Tuesday, March 15, 2011

A Haiku or Two

Colors smells abound
as life around me renews,
the beauty of spring
A caterpillar
falls down from the tree above,
rude awakening
The willowy cat
squeezes through a hole so small
after the robin
I am in the mood for spring and felt the need to express it in haiku! 
Haiku- a poem consisting of respectively 5, 7 and 5 syllables in three units. Typically with a seasonal theme, though it isn't always that obvious. 

Monday, March 14, 2011

In Anticipation of Spring

It was posed to me the other day about which season is my favorite. As this person rambled on about the grand qualities of spring, as that was their favorite, I pondered the question.

I too look forward to spring. The budding trees, fragrant flowers, and cool breeze with a touch of sunshine on my skin. I just adore the smell of the hyacinth in full bloom. Everything is coming alive. I think we get an extra "spring" in our step. Even the cat gets this crazy burst of energy to dash up a tree and jump into the bushes as if an unseen predator is hot on his tail. The birds are chirping their glorious song of thanksgiving as the cold temperatures dissipate into a fading memory. Oh, yes, I do love spring. However, I find my answer must be (if you would allow me to cheat just a tad) that I love the changing of the seasons best.
I quite often hear people say "I can't wait til spring", but then spring comes and you hear "I can't wait til summer". It too comes and in the midst of the AR heat wave that we all long for in mid-February we say "oh if fall would just hurry up and come". Fall comes and the trees erupt in bright splendor only to leave us the job of raking the lawn and we wish for winter weather to take it all away. The cold hits. The snow or ice falls and traffic comes to a halt, the grocery stores empty, our bones ache and again we wish for spring!

Isn't that how we do with the seasons of life? In the midst of planning a big event, we can't wait until the "big day". In the midst of pain and sorrow, we yearn for relief. When I get this promotion, then I'll spend more time with my family. On Thursday, we can't wait for Friday and on and on it goes. We wish and wish the days away until our seasons come up short and we find ourselves wondering where did all the time go.

I don't want to be a wisher- wishing my life away. I've been there, but I don't want to live there. I have always said there is joy in the journey. There is, I know it. I've experienced it even in hard times. My resolution today is to be present, to be aware, to be appreciative, to experience the joy in my journey!

I have so much to be grateful for, you have much to be grateful for. We take a lot for granted; people, transportation, health, food, things (wants not just needs), comfort, safety, freedom. We complain about the dirty mess the kids left behind, then they are off to college and we miss their smudgy little prints. We get impatient with our parent's stories and then they are gone and we desire those words of wisdom.

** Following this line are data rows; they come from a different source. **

//! End-to-end quiz session: scoring, life deductions and persistence

use std::collections::BTreeMap;

use yatina::engine::{apply_effects, Advanced, AnswerInput, Phase, QuizSession};
use yatina::store::{ProgressStore, QuestionFilter, SqliteStore};
use yatina::{ClassifiedItem, Pair, Profile, QuestionBody, QuizQuestion};

fn bank() -> Vec<QuizQuestion> {
    vec![
        QuizQuestion {
            id: "q1".into(),
            lesson_id: Some("lesson-1".into()),
            prompt: "¿Cómo se dice \"Hola\" en aymara?".into(),
            body: QuestionBody::MultipleChoice {
                options: vec!["Kamisaraki".into(), "Waliki".into()],
                answer: "Kamisaraki".into(),
            },
        },
        QuizQuestion {
            id: "q2".into(),
            lesson_id: Some("lesson-1".into()),
            prompt: "\"Jikisiñkama\" se usa para despedirse.".into(),
            body: QuestionBody::TrueFalse { answer: true },
        },
        QuizQuestion {
            id: "q3".into(),
            lesson_id: Some("lesson-1".into()),
            prompt: "Escribe \"Estoy bien\":".into(),
            body: QuestionBody::TextInput {
                answer: "Waliki".into(),
            },
        },
        QuizQuestion {
            id: "q4".into(),
            lesson_id: Some("lesson-1".into()),
            prompt: "Une cada saludo con su significado:".into(),
            body: QuestionBody::Matching {
                pairs: vec![
                    Pair::new("Kamisaraki", "¿Cómo estás?"),
                    Pair::new("Waliki", "Estoy bien"),
                ],
            },
        },
        QuizQuestion {
            id: "q5".into(),
            lesson_id: Some("lesson-1".into()),
            prompt: "Clasifica cada expresión:".into(),
            body: QuestionBody::Classification {
                categories: vec!["Saludo".into(), "Despedida".into()],
                items: vec![
                    ClassifiedItem::new("Kamisaraki", "Saludo"),
                    ClassifiedItem::new("Jikisiñkama", "Despedida"),
                ],
            },
        },
    ]
}

/// 5 questions, 3 answered correctly and 2 incorrectly with 3 lives:
/// final lives 1, completion percentage 60%.
#[tokio::test]
async fn session_with_three_correct_of_five_ends_at_sixty_percent() {
    let store = SqliteStore::open_in_memory().unwrap();
    let mut profile = Profile::new("amaru");
    profile.lives = 3;
    store.create_profile(&profile).await.unwrap();

    let mut session = QuizSession::new(&profile.id, bank(), profile.lives).unwrap();

    let answers = [
        AnswerInput::Choice("Kamisaraki".into()), // correct
        AnswerInput::Bool(false),                 // wrong
        AnswerInput::Text("waliki".into()),       // correct (case-folded)
        AnswerInput::Connections(vec![Pair::new("Kamisaraki", "Estoy bien")]), // wrong
        AnswerInput::Assignments(BTreeMap::from([
            ("Kamisaraki".to_string(), "Saludo".to_string()),
            ("Jikisiñkama".to_string(), "Despedida".to_string()),
        ])), // correct
    ];

    let mut last = None;
    for answer in answers {
        session.submit_answer(answer).unwrap();
        let result = session.check_answer().unwrap();
        apply_effects(&store, &result.effects).await.unwrap();
        last = Some(session.advance().unwrap());
    }

    let Some(Advanced::Completed(summary)) = last else {
        panic!("session should be complete");
    };
    assert_eq!(summary.score, 3);
    assert_eq!(summary.total, 5);
    assert_eq!(summary.percentage, 60);
    assert_eq!(session.phase(), Phase::Completed);
    assert_eq!(session.lives(), 1);

    // Persisted lives follow the emitted effects
    let stored = store.get_profile(&profile.id).await.unwrap();
    assert_eq!(stored.lives, 1);
}

#[tokio::test]
async fn seeded_question_bank_loads_and_plays() {
    let store = SqliteStore::open_in_memory().unwrap();
    store.seed_defaults().unwrap();

    let lessons = store.list_lessons().await.unwrap();
    let saludos = lessons.iter().find(|l| l.order_index == 1).unwrap();
    let questions = store
        .list_questions(&QuestionFilter {
            lesson_id: Some(saludos.id.clone()),
            limit: None,
        })
        .await
        .unwrap();
    assert!(questions.len() >= 5);

    let profile = Profile::new("amaru");
    store.create_profile(&profile).await.unwrap();
    let mut session = QuizSession::new(&profile.id, questions, profile.lives).unwrap();
    assert!(session.current_question().is_some());

    // First seeded question: "Kamisaraki" is the greeting
    session
        .submit_answer(AnswerInput::Choice("Kamisaraki".into()))
        .unwrap();
    assert!(session.check_answer().unwrap().correct);
}

#[tokio::test]
async fn recovery_trivia_restores_persisted_lives() {
    let store = SqliteStore::open_in_memory().unwrap();
    store.seed_defaults().unwrap();

    let mut profile = Profile::new("amaru");
    profile.lives = 2;
    store.create_profile(&profile).await.unwrap();

    let trivia = store
        .list_questions(&QuestionFilter::default())
        .await
        .unwrap();
    assert_eq!(trivia.len(), 2);

    let mut session = QuizSession::recovery(&profile.id, trivia, profile.lives).unwrap();
    session
        .submit_answer(AnswerInput::Choice("La Diablada".into()))
        .unwrap();
    let result = session.check_answer().unwrap();
    assert!(result.correct);
    apply_effects(&store, &result.effects).await.unwrap();

    let stored = store.get_profile(&profile.id).await.unwrap();
    assert_eq!(stored.lives, 3);
    assert_eq!(session.summary().lives_recovered, 1);
}
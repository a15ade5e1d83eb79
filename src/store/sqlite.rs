//! SQLite-backed progress store
//!
//! Manages the `~/.yatina/yatina.db` database with automatic schema
//! migration. Timestamps are stored as RFC 3339 text, question bodies as
//! tagged JSON.

use std::path::{Path, PathBuf};
use std::sync::{Arc, Mutex};

use async_trait::async_trait;
use chrono::{DateTime, Utc};
use rusqlite::{Connection, OptionalExtension};
use tracing::debug;

use super::{ProfilePatch, ProgressFields, ProgressStore, QuestionFilter};
use crate::domain::{clamp_lives, Lesson, LessonProgress, Profile, QuestionBody, QuizQuestion};
use crate::error::StoreError;

/// Database wrapper; cheap to clone, one shared connection
#[derive(Clone)]
pub struct SqliteStore {
    conn: Arc<Mutex<Connection>>,
}

impl SqliteStore {
    /// Directory holding the database and config (`~/.yatina`)
    pub fn data_dir() -> PathBuf {
        dirs::home_dir().unwrap_or_default().join(".yatina")
    }

    /// Open or create the database at the default location
    pub fn open_default() -> Result<Self, StoreError> {
        Self::open(&Self::data_dir().join("yatina.db"))
    }

    /// Open or create the database at a specific path
    pub fn open(path: &Path) -> Result<Self, StoreError> {
        if let Some(parent) = path.parent() {
            std::fs::create_dir_all(parent)?;
        }

        let conn = Connection::open(path)?;
        conn.pragma_update(None, "journal_mode", "WAL")?;
        conn.pragma_update(None, "synchronous", "NORMAL")?;
        conn.pragma_update(None, "foreign_keys", "ON")?;

        let store = Self {
            conn: Arc::new(Mutex::new(conn)),
        };
        store.init_schema()?;
        debug!(path = %path.display(), "opened progress store");
        Ok(store)
    }

    /// In-memory store for tests
    pub fn open_in_memory() -> Result<Self, StoreError> {
        let conn = Connection::open_in_memory()?;
        let store = Self {
            conn: Arc::new(Mutex::new(conn)),
        };
        store.init_schema()?;
        Ok(store)
    }

    fn conn(&self) -> std::sync::MutexGuard<'_, Connection> {
        self.conn.lock().expect("progress store lock poisoned")
    }

    fn init_schema(&self) -> Result<(), StoreError> {
        let conn = self.conn();
        conn.execute_batch(SCHEMA_SQL)?;
        drop(conn);
        self.run_migrations()
    }

    fn run_migrations(&self) -> Result<(), StoreError> {
        let conn = self.conn();

        let version: i32 = conn
            .query_row("SELECT COALESCE(MAX(version), 0) FROM schema_version", [], |r| r.get(0))
            .unwrap_or(0);

        // Migration 2: ranking attributes on profiles
        if version < 2 {
            let has_origin: bool = conn
                .prepare("SELECT COUNT(*) FROM pragma_table_info('profiles') WHERE name = 'origin_city'")
                .and_then(|mut s| s.query_row([], |r| r.get::<_, i32>(0)))
                .map(|c| c > 0)
                .unwrap_or(false);

            if !has_origin {
                conn.execute_batch(
                    r#"
                    ALTER TABLE profiles ADD COLUMN origin_city TEXT;
                    ALTER TABLE profiles ADD COLUMN residence_city TEXT;
                    "#,
                )?;
            }
            conn.execute("INSERT OR REPLACE INTO schema_version VALUES (2)", [])?;
        }

        Ok(())
    }

    /// Insert the starter content (lessons, question banks, demo ranking
    /// profiles); idempotent, existing rows are left alone
    pub fn seed_defaults(&self) -> Result<(), StoreError> {
        let lessons = super::starter_lessons();
        {
            let conn = self.conn();
            for lesson in &lessons {
                conn.execute(
                    r#"INSERT OR IGNORE INTO lessons
                       (id, title, description, language, order_index, xp_reward, icon, color, created_at)
                       VALUES (?1, ?2, ?3, ?4, ?5, ?6, ?7, ?8, ?9)"#,
                    rusqlite::params![
                        lesson.id,
                        lesson.title,
                        lesson.description,
                        lesson.language,
                        lesson.order_index,
                        lesson.xp_reward,
                        lesson.icon,
                        lesson.color,
                        lesson.created_at.to_rfc3339(),
                    ],
                )?;
            }

            let mut questions = super::starter_questions(&lessons);
            questions.extend(super::trivia_questions());
            for question in &questions {
                conn.execute(
                    r#"INSERT OR IGNORE INTO quiz_questions (id, lesson_id, prompt, body)
                       VALUES (?1, ?2, ?3, ?4)"#,
                    rusqlite::params![
                        question.id,
                        question.lesson_id,
                        question.prompt,
                        serde_json::to_string(&question.body)?,
                    ],
                )?;
            }
        }

        for profile in super::demo_profiles() {
            self.insert_profile_if_absent(&profile)?;
        }
        Ok(())
    }

    fn insert_profile_if_absent(&self, profile: &Profile) -> Result<(), StoreError> {
        let conn = self.conn();
        conn.execute(
            r#"INSERT OR IGNORE INTO profiles
               (id, username, xp, level, lives, growth_stage, last_growth_visit,
                origin_city, residence_city, created_at)
               VALUES (?1, ?2, ?3, ?4, ?5, ?6, ?7, ?8, ?9, ?10)"#,
            rusqlite::params![
                profile.id,
                profile.username,
                profile.xp,
                profile.level,
                profile.lives,
                profile.growth_stage,
                profile.last_growth_visit.map(|t| t.to_rfc3339()),
                profile.origin_city,
                profile.residence_city,
                profile.created_at.to_rfc3339(),
            ],
        )?;
        Ok(())
    }

    fn profile_from_row(row: &rusqlite::Row<'_>) -> rusqlite::Result<Profile> {
        Ok(Profile {
            id: row.get(0)?,
            username: row.get(1)?,
            xp: row.get(2)?,
            level: row.get(3)?,
            lives: row.get(4)?,
            growth_stage: row.get(5)?,
            last_growth_visit: row
                .get::<_, Option<String>>(6)?
                .and_then(|s| parse_timestamp(&s)),
            origin_city: row.get(7)?,
            residence_city: row.get(8)?,
            created_at: row
                .get::<_, String>(9)?
                .parse::<DateTime<Utc>>()
                .unwrap_or_else(|_| Utc::now()),
        })
    }
}

const PROFILE_COLUMNS: &str = "id, username, xp, level, lives, growth_stage, last_growth_visit, \
     origin_city, residence_city, created_at";

#[async_trait]
impl ProgressStore for SqliteStore {
    async fn get_profile(&self, user_id: &str) -> Result<Profile, StoreError> {
        let conn = self.conn();
        conn.query_row(
            &format!("SELECT {PROFILE_COLUMNS} FROM profiles WHERE id = ?1"),
            [user_id],
            Self::profile_from_row,
        )
        .optional()?
        .ok_or_else(|| StoreError::not_found(format!("profile {user_id}")))
    }

    async fn create_profile(&self, profile: &Profile) -> Result<(), StoreError> {
        self.insert_profile_if_absent(profile)
    }

    async fn update_profile(&self, user_id: &str, patch: ProfilePatch) -> Result<(), StoreError> {
        // Read-merge-write under one lock; lives are clamped on the way in
        let conn = self.conn();
        let mut profile = conn
            .query_row(
                &format!("SELECT {PROFILE_COLUMNS} FROM profiles WHERE id = ?1"),
                [user_id],
                Self::profile_from_row,
            )
            .optional()?
            .ok_or_else(|| StoreError::not_found(format!("profile {user_id}")))?;

        if let Some(xp) = patch.xp {
            profile.xp = xp;
        }
        if let Some(level) = patch.level {
            profile.level = level;
        }
        if let Some(lives) = patch.lives {
            profile.lives = clamp_lives(lives as i64);
        }
        if let Some(stage) = patch.growth_stage {
            profile.growth_stage = stage;
        }
        if let Some(visit) = patch.last_growth_visit {
            profile.last_growth_visit = Some(visit);
        }

        conn.execute(
            r#"UPDATE profiles
               SET xp = ?1, level = ?2, lives = ?3, growth_stage = ?4, last_growth_visit = ?5
               WHERE id = ?6"#,
            rusqlite::params![
                profile.xp,
                profile.level,
                profile.lives,
                profile.growth_stage,
                profile.last_growth_visit.map(|t| t.to_rfc3339()),
                user_id,
            ],
        )?;
        Ok(())
    }

    async fn list_profiles(&self) -> Result<Vec<Profile>, StoreError> {
        let conn = self.conn();
        let mut stmt =
            conn.prepare(&format!("SELECT {PROFILE_COLUMNS} FROM profiles ORDER BY xp DESC"))?;
        let profiles = stmt
            .query_map([], Self::profile_from_row)?
            .collect::<rusqlite::Result<Vec<_>>>()?;
        Ok(profiles)
    }

    async fn list_lessons(&self) -> Result<Vec<Lesson>, StoreError> {
        let conn = self.conn();
        let mut stmt = conn.prepare(
            r#"SELECT id, title, description, language, order_index, xp_reward, icon, color, created_at
               FROM lessons ORDER BY order_index"#,
        )?;
        let lessons = stmt
            .query_map([], |row| {
                Ok(Lesson {
                    id: row.get(0)?,
                    title: row.get(1)?,
                    description: row.get(2)?,
                    language: row.get(3)?,
                    order_index: row.get(4)?,
                    xp_reward: row.get(5)?,
                    icon: row.get(6)?,
                    color: row.get(7)?,
                    created_at: row
                        .get::<_, String>(8)?
                        .parse::<DateTime<Utc>>()
                        .unwrap_or_else(|_| Utc::now()),
                })
            })?
            .collect::<rusqlite::Result<Vec<_>>>()?;
        Ok(lessons)
    }

    async fn list_progress(&self, user_id: &str) -> Result<Vec<LessonProgress>, StoreError> {
        let conn = self.conn();
        let mut stmt = conn.prepare(
            r#"SELECT id, user_id, lesson_id, completed, stars, completed_at, created_at
               FROM user_progress WHERE user_id = ?1"#,
        )?;
        let progress = stmt
            .query_map([user_id], |row| {
                Ok(LessonProgress {
                    id: row.get(0)?,
                    user_id: row.get(1)?,
                    lesson_id: row.get(2)?,
                    completed: row.get::<_, i32>(3)? != 0,
                    stars: row.get(4)?,
                    completed_at: row
                        .get::<_, Option<String>>(5)?
                        .and_then(|s| parse_timestamp(&s)),
                    created_at: row
                        .get::<_, String>(6)?
                        .parse::<DateTime<Utc>>()
                        .unwrap_or_else(|_| Utc::now()),
                })
            })?
            .collect::<rusqlite::Result<Vec<_>>>()?;
        Ok(progress)
    }

    async fn upsert_progress(
        &self,
        user_id: &str,
        lesson_id: &str,
        fields: ProgressFields,
    ) -> Result<(), StoreError> {
        let conn = self.conn();
        conn.execute(
            r#"INSERT INTO user_progress (id, user_id, lesson_id, completed, stars, completed_at, created_at)
               VALUES (?1, ?2, ?3, ?4, ?5, ?6, ?7)
               ON CONFLICT(user_id, lesson_id) DO UPDATE SET
                   completed = ?4, stars = ?5, completed_at = ?6"#,
            rusqlite::params![
                uuid::Uuid::new_v4().to_string(),
                user_id,
                lesson_id,
                fields.completed as i32,
                fields.stars,
                fields.completed_at.map(|t| t.to_rfc3339()),
                Utc::now().to_rfc3339(),
            ],
        )?;
        Ok(())
    }

    async fn list_questions(&self, filter: &QuestionFilter) -> Result<Vec<QuizQuestion>, StoreError> {
        let conn = self.conn();
        let mut stmt = conn.prepare(
            r#"SELECT id, lesson_id, prompt, body FROM quiz_questions
               WHERE (?1 IS NULL AND lesson_id IS NULL) OR lesson_id = ?1
               ORDER BY rowid"#,
        )?;
        let rows = stmt
            .query_map([&filter.lesson_id], |row| {
                Ok((
                    row.get::<_, String>(0)?,
                    row.get::<_, Option<String>>(1)?,
                    row.get::<_, String>(2)?,
                    row.get::<_, String>(3)?,
                ))
            })?
            .collect::<rusqlite::Result<Vec<_>>>()?;

        let mut questions = Vec::with_capacity(rows.len());
        for (id, lesson_id, prompt, body) in rows {
            let body: QuestionBody = serde_json::from_str(&body)?;
            questions.push(QuizQuestion {
                id,
                lesson_id,
                prompt,
                body,
            });
        }
        if let Some(limit) = filter.limit {
            questions.truncate(limit);
        }
        Ok(questions)
    }
}

fn parse_timestamp(s: &str) -> Option<DateTime<Utc>> {
    s.parse::<DateTime<Utc>>().ok()
}

/// SQL schema for the progress database
const SCHEMA_SQL: &str = r#"
-- Learner profiles
CREATE TABLE IF NOT EXISTS profiles (
    id TEXT PRIMARY KEY,
    username TEXT NOT NULL,
    xp INTEGER NOT NULL DEFAULT 0,
    level INTEGER NOT NULL DEFAULT 1,
    lives INTEGER NOT NULL DEFAULT 5,
    growth_stage INTEGER NOT NULL DEFAULT 0,
    last_growth_visit TEXT,
    origin_city TEXT,
    residence_city TEXT,
    created_at TEXT NOT NULL
);
CREATE INDEX IF NOT EXISTS idx_profiles_xp ON profiles(xp);

-- Lesson catalog (unlock chain ordered by order_index)
CREATE TABLE IF NOT EXISTS lessons (
    id TEXT PRIMARY KEY,
    title TEXT NOT NULL,
    description TEXT NOT NULL DEFAULT '',
    language TEXT NOT NULL DEFAULT 'aymara',
    order_index INTEGER NOT NULL UNIQUE,
    xp_reward INTEGER NOT NULL,
    icon TEXT NOT NULL DEFAULT 'book-open',
    color TEXT NOT NULL DEFAULT 'blue',
    created_at TEXT NOT NULL
);

-- One completion record per (user, lesson)
CREATE TABLE IF NOT EXISTS user_progress (
    id TEXT PRIMARY KEY,
    user_id TEXT NOT NULL,
    lesson_id TEXT NOT NULL,
    completed INTEGER NOT NULL DEFAULT 0,
    stars INTEGER NOT NULL DEFAULT 0,
    completed_at TEXT,
    created_at TEXT NOT NULL,
    UNIQUE(user_id, lesson_id)
);
CREATE INDEX IF NOT EXISTS idx_progress_user ON user_progress(user_id);

-- Question bank; body is the tagged JSON answer payload
CREATE TABLE IF NOT EXISTS quiz_questions (
    id TEXT PRIMARY KEY,
    lesson_id TEXT,
    prompt TEXT NOT NULL,
    body TEXT NOT NULL
);
CREATE INDEX IF NOT EXISTS idx_questions_lesson ON quiz_questions(lesson_id);

-- Schema version
CREATE TABLE IF NOT EXISTS schema_version (version INTEGER PRIMARY KEY);
INSERT OR IGNORE INTO schema_version VALUES (2);
"#;
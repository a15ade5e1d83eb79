//! Frog growth simulator
//!
//! The creature advances one stage per consecutive calendar-day visit and
//! falls back to the egg after a missed day. Day boundaries are calendar
//! dates, not elapsed 24h blocks, so a 23:59 visit followed by a 00:01 visit
//! counts as consecutive days.

use chrono::{DateTime, Utc};
use serde::{Deserialize, Serialize};

/// Final growth stage (adult frog)
pub const MAX_STAGE: u32 = 4;

/// Display names for stages 0..=4
pub const STAGE_NAMES: [&str; 5] = [
    "Huevo",
    "Embriones",
    "Renacuajo (2 patas)",
    "Renacuajo (4 patas)",
    "Rana Adulta",
];

/// Name for a stage, clamped to the last one
pub fn stage_name(stage: u32) -> &'static str {
    STAGE_NAMES[stage.min(MAX_STAGE) as usize]
}

/// Growth tuning knobs
#[derive(Debug, Clone, Copy, PartialEq, Eq, Serialize, Deserialize)]
pub struct GrowthConfig {
    /// Stage granted on the first-ever visit. The product starts new users
    /// at stage 1 as an onboarding convenience (two days assumed).
    pub start_stage: u32,
}

impl Default for GrowthConfig {
    fn default() -> Self {
        Self { start_stage: 1 }
    }
}

/// Outcome of a visit; `changed` tells the caller whether to persist
#[derive(Debug, Clone, Copy, PartialEq, Eq)]
pub struct GrowthUpdate {
    pub stage: u32,
    pub last_visit: DateTime<Utc>,
    pub changed: bool,
}

/// Advance the growth state for a visit at `now`. Pure and deterministic.
///
/// Same calendar day: no change. Exactly one day later: stage + 1 capped at
/// [`MAX_STAGE`]. Two or more days later: reset to 0. A null `last_visit`
/// initializes to the configured start stage.
pub fn compute_next_stage(
    stage: u32,
    last_visit: Option<DateTime<Utc>>,
    now: DateTime<Utc>,
    config: GrowthConfig,
) -> GrowthUpdate {
    let Some(last) = last_visit else {
        return GrowthUpdate {
            stage: config.start_stage.min(MAX_STAGE),
            last_visit: now,
            changed: true,
        };
    };

    let days = (now.date_naive() - last.date_naive()).num_days();
    if days <= 0 {
        // Repeat visit within the day (or clock skew): idempotent
        GrowthUpdate {
            stage,
            last_visit: last,
            changed: false,
        }
    } else if days == 1 {
        GrowthUpdate {
            stage: (stage + 1).min(MAX_STAGE),
            last_visit: now,
            changed: true,
        }
    } else {
        GrowthUpdate {
            stage: 0,
            last_visit: now,
            changed: true,
        }
    }
}

/// Browsing cursor over stages 0..=4 for the gallery view
///
/// Never mutates the authoritative stage; stages beyond it are locked and
/// rendered hidden.
#[derive(Debug, Clone, Copy, PartialEq, Eq)]
pub struct StageGallery {
    viewing: u32,
    authoritative: u32,
}

impl StageGallery {
    pub fn new(authoritative: u32) -> Self {
        let authoritative = authoritative.min(MAX_STAGE);
        Self {
            viewing: authoritative,
            authoritative,
        }
    }

    pub fn viewing(&self) -> u32 {
        self.viewing
    }

    pub fn prev(&mut self) {
        self.viewing = self.viewing.saturating_sub(1);
    }

    pub fn next(&mut self) {
        self.viewing = (self.viewing + 1).min(MAX_STAGE);
    }

    /// The viewed stage is ahead of what the creature has reached
    pub fn is_locked(&self) -> bool {
        self.viewing > self.authoritative
    }
}

#[cfg(test)]
mod tests {
    use super::*;
    use chrono::TimeZone;

    fn at(y: i32, m: u32, d: u32, h: u32) -> DateTime<Utc> {
        Utc.with_ymd_and_hms(y, m, d, h, 0, 0).unwrap()
    }

    #[test]
    fn test_first_visit_starts_at_configured_stage() {
        let now = at(2025, 6, 10, 9);
        let update = compute_next_stage(0, None, now, GrowthConfig::default());
        assert_eq!(update.stage, 1);
        assert!(update.changed);
        assert_eq!(update.last_visit, now);
    }

    #[test]
    fn test_same_day_is_idempotent() {
        let last = at(2025, 6, 10, 8);
        let update = compute_next_stage(2, Some(last), at(2025, 6, 10, 22), GrowthConfig::default());
        assert_eq!(update.stage, 2);
        assert!(!update.changed);
        assert_eq!(update.last_visit, last);
    }

    #[test]
    fn test_next_calendar_day_advances() {
        // 23:00 then 01:00 next day is still a consecutive-day visit
        let update = compute_next_stage(
            2,
            Some(at(2025, 6, 10, 23)),
            at(2025, 6, 11, 1),
            GrowthConfig::default(),
        );
        assert_eq!(update.stage, 3);
        assert!(update.changed);
    }

    #[test]
    fn test_advance_caps_at_max_stage() {
        let update = compute_next_stage(
            MAX_STAGE,
            Some(at(2025, 6, 10, 9)),
            at(2025, 6, 11, 9),
            GrowthConfig::default(),
        );
        assert_eq!(update.stage, MAX_STAGE);
        assert!(update.changed); // last_visit still moves forward
    }

    #[test]
    fn test_missed_day_resets_to_egg() {
        let update = compute_next_stage(
            3,
            Some(at(2025, 6, 10, 9)),
            at(2025, 6, 12, 9),
            GrowthConfig::default(),
        );
        assert_eq!(update.stage, 0);
        assert!(update.changed);
    }

    #[test]
    fn test_gallery_clamps_and_locks() {
        let mut gallery = StageGallery::new(2);
        assert_eq!(gallery.viewing(), 2);
        assert!(!gallery.is_locked());

        gallery.next();
        assert_eq!(gallery.viewing(), 3);
        assert!(gallery.is_locked());

        gallery.next();
        gallery.next(); // clamped at 4
        assert_eq!(gallery.viewing(), MAX_STAGE);

        for _ in 0..10 {
            gallery.prev();
        }
        assert_eq!(gallery.viewing(), 0);
        assert!(!gallery.is_locked());
    }
}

So, instead of being a wisher away kind of person. I want to be a constant observer of my blessings. There IS joy in the journey, every journey even the painful ones. You may just have to look a little harder, a little longer, a little deeper. This is the day that the Lord has made, let us rejoice and be glad in it! Psalm 118:24

So what will you rejoice in today? 

Friday, March 11, 2011

Hope is the key

Hope has always been my word. It is the theme of the verse the Lord gave me years ago, on numerous occasions. Found in Jeremiah 29:11 it says, "For I know the plans I have for you, declares the Lord, plans to prosper you and not to harm you, plans to give you a future and a hope." Doesn't that give you peace? It does me. It is what I cling to when my world seems to be falling apart. It is a constant reminder that He holds me in the palm of His hand. Oh and therein lies the true key...the important part, where your hope lies. Psalm 39:7 says "And now, O Lord, for what do I wait? My hope is in you."

I recently had the great privilege of speaking about depression and chronic illness with a group of fellow transplant patients. A comment by an attendee got my attention; "we are faced with our mortality in a way others are not and that's frightening." I would by no means argue that point at all, but what if we look at it as a gift. A gift, as in, we look death in the face and say "I have absolutely no control here." We learn what that means, get it straight and move on to live the life planned for us.

The truth is none of us have control, we just think we do. We speed through life trying to achieve those all important goals we set for ourselves; money, career, family, etc...but in the end no amount of money can keep you young and healthy, no career can satisfy your needs, and no family or person can fill the void of love in you. So when that doctor comes in and says you have such and such disease and it's terminal, mortality hits you square in the eyes. You come face to face with the realization that your healthy eating, exercise, great gene pool, money for the best care....it's all rubbish. If you don't reach out to the one that conquered mortality you will forever live in fear.

I always knew, even at age 8 when I was diagnosed there was nothing in the world my parents could do to save me, to heal me. I was, however, saved around the same time and that is when my heavenly Father placed a little bulb called hope inside me. He has watered it over the years through his word, faithful friends who have spoken truth and comfort, and a loving family that held my hand through the pain.

So yes, maybe I was faced with my mortality at the tender age of 8 years old. But so too will you come face to face with it. My question to you is, where does your hope lie?